§ Given records
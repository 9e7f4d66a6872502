//! Small helpers shared across the crate.

/// Buffer size for reading the input and writing the per-sample outputs.
pub const BUFSIZE: usize = 64 * 1024;

/// Build the file name for a per-sample output: `<prefix><sample_id><suffix>`.
pub fn output_filename(prefix: &str, sample_id: &str, suffix: &str) -> String {
    format!("{}{}{}", prefix, sample_id, suffix)
}

#[cfg(test)]
pub mod test_commons {
    use std::{
        fs::File,
        io::{BufReader, Write},
        path::Path,
    };

    use flate2::{write::GzEncoder, Compression};
    use seq_io::fastq::{OwnedRecord, Reader, Record};

    /// Build an [`OwnedRecord`] with the given read name and bases.
    pub fn fq(name: &str, bases: &[u8]) -> OwnedRecord {
        OwnedRecord {
            head: name.as_bytes().to_vec(),
            seq: bases.to_vec(),
            qual: vec![b'I'; bases.len()],
        }
    }

    /// Write reads to a gzip-compressed FASTQ file, returning the number written.
    pub fn write_gzipped_reads(reads: &[OwnedRecord], path: impl AsRef<Path>) -> usize {
        let mut writer =
            GzEncoder::new(File::create(path.as_ref()).unwrap(), Compression::new(3));
        for read in reads {
            read.write(&mut writer).unwrap();
        }
        writer.finish().unwrap();
        reads.len()
    }

    /// Assert that two collections of reads are identical, field by field.
    pub fn assert_reads_eq(actual: &[OwnedRecord], expected: &[OwnedRecord]) {
        assert_eq!(actual.len(), expected.len(), "differing number of reads");
        for (a, e) in actual.iter().zip(expected.iter()) {
            assert_eq!(a.head, e.head);
            assert_eq!(a.seq, e.seq);
            assert_eq!(a.qual, e.qual);
        }
    }

    /// Slurp all records out of a plain-text FASTQ file.
    pub fn slurp_fastq(path: impl AsRef<Path>) -> Vec<OwnedRecord> {
        let file = File::open(path.as_ref())
            .unwrap_or_else(|_| panic!("Unable to open {:?}", path.as_ref()));
        let mut reader = Reader::new(BufReader::new(file));
        let mut records = Vec::new();
        while let Some(record) = reader.next() {
            records.push(record.unwrap().to_owned_record());
        }
        records
    }
}
//! Streaming access to the pooled, gzip-compressed input FASTQ.
//!
//! The input is read once, front to back, one record at a time; no record is buffered beyond
//! the one currently in flight. Decompression is layered over a buffered file handle so the
//! caller only ever sees parsed records.

use std::{
    fs::File,
    io::BufReader,
    path::{Path, PathBuf},
};

use flate2::read::MultiGzDecoder;
use seq_io::fastq::{self, OwnedRecord};

use crate::demux::DemuxError;
use crate::utils::BUFSIZE;

/// An iterator over the records of a gzip-compressed FASTQ file.
pub struct RecordSource {
    reader: fastq::Reader<MultiGzDecoder<BufReader<File>>>,
    path: PathBuf,
    records_read: u64,
}

impl RecordSource {
    /// Open the FASTQ file at `path` for streaming.
    ///
    /// # Errors
    ///
    /// - [`DemuxError::InputOpen`] if the file cannot be opened
    pub fn from_path<P: AsRef<Path>>(path: P) -> Result<Self, DemuxError> {
        let path = path.as_ref().to_path_buf();
        let file = File::open(&path)
            .map_err(|source| DemuxError::InputOpen { path: path.clone(), source })?;
        let decoder = MultiGzDecoder::new(BufReader::with_capacity(BUFSIZE, file));
        Ok(Self { reader: fastq::Reader::new(decoder), path, records_read: 0 })
    }

    /// The path this source is reading from.
    pub fn path(&self) -> &Path {
        &self.path
    }

    /// The number of records successfully yielded so far.
    pub fn records_read(&self) -> u64 {
        self.records_read
    }
}

impl Iterator for RecordSource {
    type Item = Result<OwnedRecord, DemuxError>;

    fn next(&mut self) -> Option<Self::Item> {
        match self.reader.next() {
            None => None,
            Some(Ok(record)) => {
                self.records_read += 1;
                Some(Ok(record.to_owned_record()))
            }
            Some(Err(source)) => Some(Err(DemuxError::InputStream {
                record_number: self.records_read + 1,
                source,
            })),
        }
    }
}

#[cfg(test)]
mod test {
    use std::{fs::File, io::Write};

    use flate2::{write::GzEncoder, Compression};
    use matches::assert_matches;
    use tempfile::tempdir;

    use super::RecordSource;
    use crate::demux::DemuxError;
    use crate::utils::test_commons::{assert_reads_eq, fq, write_gzipped_reads};

    #[test]
    fn test_reads_all_records_in_order() {
        let dir = tempdir().unwrap();
        let path = dir.path().join("input.fastq.gz");
        let reads = vec![fq("readA_S1_x", b"ACGT"), fq("readB_S2_x", b"GGCC"), fq("readC", b"TTAA")];
        write_gzipped_reads(&reads, &path);

        let source = RecordSource::from_path(&path).unwrap();
        let records: Vec<_> = source.map(Result::unwrap).collect();
        assert_reads_eq(&records, &reads);
    }

    #[test]
    fn test_empty_input_yields_no_records() {
        let dir = tempdir().unwrap();
        let path = dir.path().join("empty.fastq.gz");
        write_gzipped_reads(&[], &path);

        let mut source = RecordSource::from_path(&path).unwrap();
        assert!(source.next().is_none());
        assert_eq!(source.records_read(), 0);
    }

    #[test]
    fn test_missing_file_is_an_open_error() {
        let dir = tempdir().unwrap();
        let result = RecordSource::from_path(dir.path().join("does_not_exist.fastq.gz"));
        assert_matches!(result.err(), Some(DemuxError::InputOpen { .. }));
    }

    #[test]
    fn test_malformed_record_is_a_stream_error() {
        let dir = tempdir().unwrap();
        let path = dir.path().join("malformed.fastq.gz");
        let mut writer = GzEncoder::new(File::create(&path).unwrap(), Compression::new(3));
        // A valid record followed by one that does not start with '@'.
        writer.write_all(b"@readA_S1_x\nACGT\n+\nIIII\nnot-a-record\n").unwrap();
        writer.finish().unwrap();

        let mut source = RecordSource::from_path(&path).unwrap();
        let first = source.next().unwrap().unwrap();
        assert_eq!(first.head, b"readA_S1_x".to_vec());

        let second = source.next().unwrap();
        assert_matches!(second, Err(DemuxError::InputStream { record_number: 2, .. }));
    }

    #[test]
    fn test_truncated_record_is_a_stream_error() {
        let dir = tempdir().unwrap();
        let path = dir.path().join("truncated.fastq.gz");
        let mut writer = GzEncoder::new(File::create(&path).unwrap(), Compression::new(3));
        writer.write_all(b"@readA_S1_x\nACGT\n+\n").unwrap();
        writer.finish().unwrap();

        let mut source = RecordSource::from_path(&path).unwrap();
        let result = source.next().unwrap();
        assert_matches!(result, Err(DemuxError::InputStream { record_number: 1, .. }));
    }
}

§ What is needed
What number of lines in the records hold the word "prefix"? Reply with that number alone.

§ Your response
3